Start of Given data

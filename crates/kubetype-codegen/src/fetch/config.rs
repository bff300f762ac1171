use super::expand::DEFAULT_PROGRAM;
use super::sources::{DEFAULT_TIMEOUT, GitHubDirectory, LocalDirectory, Source, SourceType};
use miette::{IntoDiagnostic, Result, WrapErr, miette};
use std::path::{Path, PathBuf};
use std::time::Duration;

pub const DEFAULT_ROOT_MODULE: &str = "crate";

#[derive(Debug, Clone)]
pub struct Config {
    pub output: OutputConfig,
    pub expander: ExpanderConfig,
    pub sources: Vec<Source>,
}

#[derive(Debug, Clone)]
pub struct OutputConfig {
    /// Generated Rust source file
    pub file: PathBuf,
    /// Rust path the generated file is mounted at
    pub root_module: String,
}

#[derive(Debug, Clone, PartialEq, Eq)]
pub struct ExpanderConfig {
    pub program: String,
}

impl Default for ExpanderConfig {
    fn default() -> Self {
        Self {
            program: DEFAULT_PROGRAM.to_string(),
        }
    }
}

impl Config {
    /// Read and parse a KDL config file
    pub fn load(path: &Path) -> Result<Self> {
        let text = std::fs::read_to_string(path)
            .into_diagnostic()
            .wrap_err_with(|| format!("Failed to read config {}", path.display()))?;
        Self::from_kdl(&text)
    }

    pub fn from_kdl(text: &str) -> Result<Self> {
        let doc = text
            .parse::<kdl::KdlDocument>()
            .map_err(|e| miette!("Failed to parse KDL: {}", e))?;

        let mut output: Option<OutputConfig> = None;
        let mut expander: Option<ExpanderConfig> = None;
        let mut sources = Vec::new();

        for node in doc.nodes() {
            match node.name().value() {
                "output" => {
                    if output.is_some() {
                        return Err(miette!("Multiple output blocks found"));
                    }
                    output = Some(parse_output(node)?);
                }
                "expander" => {
                    if expander.is_some() {
                        return Err(miette!("Multiple expander blocks found"));
                    }
                    expander = Some(parse_expander(node)?);
                }
                "source" => {
                    sources.push(parse_source(node)?);
                }
                other => {
                    return Err(miette!("Unknown config node: {}", other));
                }
            }
        }

        let output = output.ok_or_else(|| miette!("Missing output block"))?;

        Ok(Config {
            output,
            expander: expander.unwrap_or_default(),
            sources,
        })
    }
}

/// First argument of a node as a string
fn string_arg<'n>(node: &'n kdl::KdlNode) -> Result<&'n str> {
    node.entries()
        .first()
        .and_then(|e| e.value().as_string())
        .ok_or_else(|| miette!("{} expects a string value", node.name().value()))
}

fn parse_output(node: &kdl::KdlNode) -> Result<OutputConfig> {
    let children = node
        .children()
        .ok_or_else(|| miette!("output block has no children"))?;

    let mut file: Option<PathBuf> = None;
    let mut root_module: Option<String> = None;

    for child in children.nodes() {
        match child.name().value() {
            "file" => file = Some(PathBuf::from(string_arg(child)?)),
            "root-module" => root_module = Some(string_arg(child)?.to_string()),
            other => {
                return Err(miette!("Unknown output field: {}", other));
            }
        }
    }

    Ok(OutputConfig {
        file: file.ok_or_else(|| miette!("Missing output file"))?,
        root_module: root_module.unwrap_or_else(|| DEFAULT_ROOT_MODULE.to_string()),
    })
}

fn parse_expander(node: &kdl::KdlNode) -> Result<ExpanderConfig> {
    let mut config = ExpanderConfig::default();

    if let Some(children) = node.children() {
        for child in children.nodes() {
            match child.name().value() {
                "program" => config.program = string_arg(child)?.to_string(),
                other => {
                    return Err(miette!("Unknown expander field: {}", other));
                }
            }
        }
    }

    Ok(config)
}

fn parse_source(node: &kdl::KdlNode) -> Result<Source> {
    let name = node
        .entries()
        .first()
        .filter(|e| e.name().is_none())
        .and_then(|e| e.value().as_string())
        .ok_or_else(|| miette!("source expects a name as first argument"))?
        .to_string();

    let type_str = node
        .get("type")
        .and_then(|v| v.as_string())
        .ok_or_else(|| miette!("source {} missing type attribute", name))?;

    let children = node
        .children()
        .ok_or_else(|| miette!("source {} has no children", name))?;

    let source_type = match type_str {
        "github" => parse_github_source(children)?,
        "local" => parse_local_source(children)?,
        other => return Err(miette!("Unknown source type: {}", other)),
    };

    Ok(Source { name, source_type })
}

fn parse_github_source(children: &kdl::KdlDocument) -> Result<SourceType> {
    let mut url: Option<String> = None;
    let mut timeout = DEFAULT_TIMEOUT;

    for child in children.nodes() {
        match child.name().value() {
            "url" => url = Some(string_arg(child)?.to_string()),
            "timeout-secs" => {
                let secs = child
                    .entries()
                    .first()
                    .and_then(|e| e.value().as_integer())
                    .and_then(|i| u64::try_from(i).ok())
                    .ok_or_else(|| miette!("timeout-secs expects a non-negative integer"))?;
                timeout = Duration::from_secs(secs);
            }
            other => {
                return Err(miette!("Unknown github source field: {}", other));
            }
        }
    }

    let url = url.ok_or_else(|| miette!("Missing url"))?;
    Ok(SourceType::GitHub(GitHubDirectory::new(url, timeout)))
}

fn parse_local_source(children: &kdl::KdlDocument) -> Result<SourceType> {
    let mut path: Option<PathBuf> = None;
    let mut pattern: Option<String> = None;

    for child in children.nodes() {
        match child.name().value() {
            "path" => path = Some(PathBuf::from(string_arg(child)?)),
            "pattern" => pattern = Some(string_arg(child)?.to_string()),
            other => {
                return Err(miette!("Unknown local source field: {}", other));
            }
        }
    }

    Ok(SourceType::Local(LocalDirectory {
        path: path.ok_or_else(|| miette!("Missing path"))?,
        pattern,
    }))
}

End of Given data

**Work required:** Print the entries above exactly as they were written, down to the last line.

**Finished task:**
filename crates/kubetype-codegen/src/fetch/config.rs
repository bff300f762ac1171
use super::expand::DEFAULT_PROGRAM;
use super::sources::{DEFAULT_TIMEOUT, GitHubDirectory, LocalDirectory, Source, SourceType};
use miette::{IntoDiagnostic, Result, WrapErr, miette};
use std::path::{Path, PathBuf};
use std::time::Duration;

pub const DEFAULT_ROOT_MODULE: &str = "crate";

#[derive(Debug, Clone)]
pub struct Config {
    pub output: OutputConfig,
    pub expander: ExpanderConfig,
    pub sources: Vec<Source>,
}

#[derive(Debug, Clone)]
pub struct OutputConfig {
    /// Generated Rust source file
    pub file: PathBuf,
    /// Rust path the generated file is mounted at
    pub root_module: String,
}

#[derive(Debug, Clone, PartialEq, Eq)]
pub struct ExpanderConfig {
    pub program: String,
}

impl Default for ExpanderConfig {
    fn default() -> Self {
        Self {
            program: DEFAULT_PROGRAM.to_string(),
        }
    }
}

impl Config {
    /// Read and parse a KDL config file
    pub fn load(path: &Path) -> Result<Self> {
        let text = std::fs::read_to_string(path)
            .into_diagnostic()
            .wrap_err_with(|| format!("Failed to read config {}", path.display()))?;
        Self::from_kdl(&text)
    }

    pub fn from_kdl(text: &str) -> Result<Self> {
        let doc = text
            .parse::<kdl::KdlDocument>()
            .map_err(|e| miette!("Failed to parse KDL: {}", e))?;

        let mut output: Option<OutputConfig> = None;
        let mut expander: Option<ExpanderConfig> = None;
        let mut sources = Vec::new();

        for node in doc.nodes() {
            match node.name().value() {
                "output" => {
                    if output.is_some() {
                        return Err(miette!("Multiple output blocks found"));
                    }
                    output = Some(parse_output(node)?);
                }
                "expander" => {
                    if expander.is_some() {
                        return Err(miette!("Multiple expander blocks found"));
                    }
                    expander = Some(parse_expander(node)?);
                }
                "source" => {
                    sources.push(parse_source(node)?);
                }
                other => {
                    return Err(miette!("Unknown config node: {}", other));
                }
            }
        }

        let output = output.ok_or_else(|| miette!("Missing output block"))?;

        Ok(Config {
            output,
            expander: expander.unwrap_or_default(),
            sources,
        })
    }
}

/// First argument of a node as a string
fn string_arg<'n>(node: &'n kdl::KdlNode) -> Result<&'n str> {
    node.entries()
        .first()
        .and_then(|e| e.value().as_string())
        .ok_or_else(|| miette!("{} expects a string value", node.name().value()))
}

fn parse_output(node: &kdl::KdlNode) -> Result<OutputConfig> {
    let children = node
        .children()
        .ok_or_else(|| miette!("output block has no children"))?;

    let mut file: Option<PathBuf> = None;
    let mut root_module: Option<String> = None;

    for child in children.nodes() {
        match child.name().value() {
            "file" => file = Some(PathBuf::from(string_arg(child)?)),
            "root-module" => root_module = Some(string_arg(child)?.to_string()),
            other => {
                return Err(miette!("Unknown output field: {}", other));
            }
        }
    }

    Ok(OutputConfig {
        file: file.ok_or_else(|| miette!("Missing output file"))?,
        root_module: root_module.unwrap_or_else(|| DEFAULT_ROOT_MODULE.to_string()),
    })
}

fn parse_expander(node: &kdl::KdlNode) -> Result<ExpanderConfig> {
    let mut config = ExpanderConfig::default();

    if let Some(children) = node.children() {
        for child in children.nodes() {
            match child.name().value() {
                "program" => config.program = string_arg(child)?.to_string(),
                other => {
                    return Err(miette!("Unknown expander field: {}", other));
                }
            }
        }
    }

    Ok(config)
}

fn parse_source(node: &kdl::KdlNode) -> Result<Source> {
    let name = node
        .entries()
        .first()
        .filter(|e| e.name().is_none())
        .and_then(|e| e.value().as_string())
        .ok_or_else(|| miette!("source expects a name as first argument"))?
        .to_string();

    let type_str = node
        .get("type")
        .and_then(|v| v.as_string())
        .ok_or_else(|| miette!("source {} missing type attribute", name))?;

    let children = node
        .children()
        .ok_or_else(|| miette!("source {} has no children", name))?;

    let source_type = match type_str {
        "github" => parse_github_source(children)?,
        "local" => parse_local_source(children)?,
        other => return Err(miette!("Unknown source type: {}", other)),
    };

    Ok(Source { name, source_type })
}

fn parse_github_source(children: &kdl::KdlDocument) -> Result<SourceType> {
    let mut url: Option<String> = None;
    let mut timeout = DEFAULT_TIMEOUT;

    for child in children.nodes() {
        match child.name().value() {
            "url" => url = Some(string_arg(child)?.to_string()),
            "timeout-secs" => {
                let secs = child
                    .entries()
                    .first()
                    .and_then(|e| e.value().as_integer())
                    .and_then(|i| u64::try_from(i).ok())
                    .ok_or_else(|| miette!("timeout-secs expects a non-negative integer"))?;
                timeout = Duration::from_secs(secs);
            }
            other => {
                return Err(miette!("Unknown github source field: {}", other));
            }
        }
    }

    let url = url.ok_or_else(|| miette!("Missing url"))?;
    Ok(SourceType::GitHub(GitHubDirectory::new(url, timeout)))
}

fn parse_local_source(children: &kdl::KdlDocument) -> Result<SourceType> {
    let mut path: Option<PathBuf> = None;
    let mut pattern: Option<String> = None;

    for child in children.nodes() {
        match child.name().value() {
            "path" => path = Some(PathBuf::from(string_arg(child)?)),
            "pattern" => pattern = Some(string_arg(child)?.to_string()),
            other => {
                return Err(miette!("Unknown local source field: {}", other));
            }
        }
    }

    Ok(SourceType::Local(LocalDirectory {
        path: path.ok_or_else(|| miette!("Missing path"))?,
        pattern,
    }))
}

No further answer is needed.